Records for this exercise
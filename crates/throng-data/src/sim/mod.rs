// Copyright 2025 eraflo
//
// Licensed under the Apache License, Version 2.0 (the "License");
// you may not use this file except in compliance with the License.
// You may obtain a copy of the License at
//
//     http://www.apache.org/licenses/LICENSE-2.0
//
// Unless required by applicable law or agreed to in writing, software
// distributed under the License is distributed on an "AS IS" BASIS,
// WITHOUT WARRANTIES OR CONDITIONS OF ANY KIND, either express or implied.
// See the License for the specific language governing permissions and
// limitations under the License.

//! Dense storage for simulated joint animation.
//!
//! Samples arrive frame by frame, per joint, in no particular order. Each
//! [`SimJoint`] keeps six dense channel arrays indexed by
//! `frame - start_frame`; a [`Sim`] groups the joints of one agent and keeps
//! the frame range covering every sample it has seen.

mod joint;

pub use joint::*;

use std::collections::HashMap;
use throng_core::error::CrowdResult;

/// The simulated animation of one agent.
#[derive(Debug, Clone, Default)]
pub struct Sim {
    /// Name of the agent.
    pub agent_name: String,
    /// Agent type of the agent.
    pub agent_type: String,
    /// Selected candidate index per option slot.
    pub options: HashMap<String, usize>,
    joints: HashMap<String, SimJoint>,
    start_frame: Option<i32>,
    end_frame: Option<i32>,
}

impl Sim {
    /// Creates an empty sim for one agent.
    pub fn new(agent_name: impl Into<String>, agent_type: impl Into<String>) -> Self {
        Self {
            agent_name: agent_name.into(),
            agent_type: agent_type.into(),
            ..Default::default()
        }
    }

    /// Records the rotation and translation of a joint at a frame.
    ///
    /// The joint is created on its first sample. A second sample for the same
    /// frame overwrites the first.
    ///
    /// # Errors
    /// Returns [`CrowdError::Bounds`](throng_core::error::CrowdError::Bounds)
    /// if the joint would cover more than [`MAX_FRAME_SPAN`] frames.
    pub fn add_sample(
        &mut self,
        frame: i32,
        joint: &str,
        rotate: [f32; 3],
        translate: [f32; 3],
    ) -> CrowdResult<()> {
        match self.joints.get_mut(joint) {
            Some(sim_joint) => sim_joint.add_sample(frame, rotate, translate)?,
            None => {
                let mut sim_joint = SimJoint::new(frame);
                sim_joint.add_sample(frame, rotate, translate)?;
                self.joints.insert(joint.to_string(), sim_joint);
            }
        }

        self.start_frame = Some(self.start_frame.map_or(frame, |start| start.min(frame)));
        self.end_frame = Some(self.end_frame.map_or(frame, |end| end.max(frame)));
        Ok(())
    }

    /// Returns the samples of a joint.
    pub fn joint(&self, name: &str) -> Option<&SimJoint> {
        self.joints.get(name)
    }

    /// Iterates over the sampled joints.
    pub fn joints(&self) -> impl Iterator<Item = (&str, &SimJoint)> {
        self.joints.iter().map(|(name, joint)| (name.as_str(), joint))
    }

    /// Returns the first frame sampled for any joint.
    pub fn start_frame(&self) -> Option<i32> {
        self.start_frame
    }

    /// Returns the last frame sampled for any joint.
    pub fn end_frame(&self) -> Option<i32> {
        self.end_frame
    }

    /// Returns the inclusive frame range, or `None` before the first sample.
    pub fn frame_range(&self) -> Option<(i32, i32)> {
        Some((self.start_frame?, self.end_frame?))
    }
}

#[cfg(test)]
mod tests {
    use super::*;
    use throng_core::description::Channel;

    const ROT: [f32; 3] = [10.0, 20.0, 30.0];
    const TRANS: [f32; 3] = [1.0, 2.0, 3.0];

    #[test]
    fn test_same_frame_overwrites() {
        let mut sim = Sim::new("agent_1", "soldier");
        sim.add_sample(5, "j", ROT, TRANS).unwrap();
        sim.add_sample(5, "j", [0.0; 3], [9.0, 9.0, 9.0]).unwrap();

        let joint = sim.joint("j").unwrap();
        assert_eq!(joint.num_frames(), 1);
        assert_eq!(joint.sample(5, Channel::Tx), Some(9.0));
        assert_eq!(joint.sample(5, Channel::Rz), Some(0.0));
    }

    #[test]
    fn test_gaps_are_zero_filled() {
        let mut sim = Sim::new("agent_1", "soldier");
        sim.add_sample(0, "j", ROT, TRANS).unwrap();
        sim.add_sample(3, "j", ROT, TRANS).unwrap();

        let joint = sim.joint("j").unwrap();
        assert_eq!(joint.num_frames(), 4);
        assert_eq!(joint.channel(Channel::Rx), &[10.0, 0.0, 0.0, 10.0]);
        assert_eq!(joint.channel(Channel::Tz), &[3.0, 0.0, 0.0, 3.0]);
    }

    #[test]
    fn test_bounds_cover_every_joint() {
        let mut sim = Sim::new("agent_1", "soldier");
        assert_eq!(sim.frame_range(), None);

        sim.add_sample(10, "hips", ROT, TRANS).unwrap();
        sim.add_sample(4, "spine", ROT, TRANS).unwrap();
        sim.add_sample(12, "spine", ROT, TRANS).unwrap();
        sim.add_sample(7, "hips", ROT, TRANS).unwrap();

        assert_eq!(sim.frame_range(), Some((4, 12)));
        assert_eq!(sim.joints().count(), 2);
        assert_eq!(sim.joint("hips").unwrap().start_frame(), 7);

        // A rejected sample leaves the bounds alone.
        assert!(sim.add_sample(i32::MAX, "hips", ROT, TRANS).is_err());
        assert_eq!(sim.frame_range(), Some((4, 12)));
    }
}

--

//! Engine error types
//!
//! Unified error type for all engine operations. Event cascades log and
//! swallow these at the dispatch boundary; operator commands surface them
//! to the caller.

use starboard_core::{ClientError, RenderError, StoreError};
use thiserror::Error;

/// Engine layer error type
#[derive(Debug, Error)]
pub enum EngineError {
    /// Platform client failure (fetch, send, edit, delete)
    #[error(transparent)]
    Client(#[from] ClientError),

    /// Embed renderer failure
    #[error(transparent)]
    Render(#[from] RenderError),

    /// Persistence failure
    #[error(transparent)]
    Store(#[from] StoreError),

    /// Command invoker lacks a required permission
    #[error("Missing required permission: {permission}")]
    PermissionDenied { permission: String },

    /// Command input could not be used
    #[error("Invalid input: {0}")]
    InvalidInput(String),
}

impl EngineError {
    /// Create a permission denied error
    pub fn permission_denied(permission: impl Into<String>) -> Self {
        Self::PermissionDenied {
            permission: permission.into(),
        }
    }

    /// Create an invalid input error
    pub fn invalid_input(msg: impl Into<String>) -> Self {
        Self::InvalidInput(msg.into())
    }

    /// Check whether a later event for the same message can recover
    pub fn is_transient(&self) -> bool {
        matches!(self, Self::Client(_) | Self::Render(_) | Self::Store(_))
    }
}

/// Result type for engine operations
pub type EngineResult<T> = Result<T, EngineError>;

Requirement
All lines that contain the word "hips" must be copied from the records above.

Response area
        sim.add_sample(10, "hips", ROT, TRANS).unwrap();
        sim.add_sample(7, "hips", ROT, TRANS).unwrap();
        assert_eq!(sim.joint("hips").unwrap().start_frame(), 7);
        assert!(sim.add_sample(i32::MAX, "hips", ROT, TRANS).is_err());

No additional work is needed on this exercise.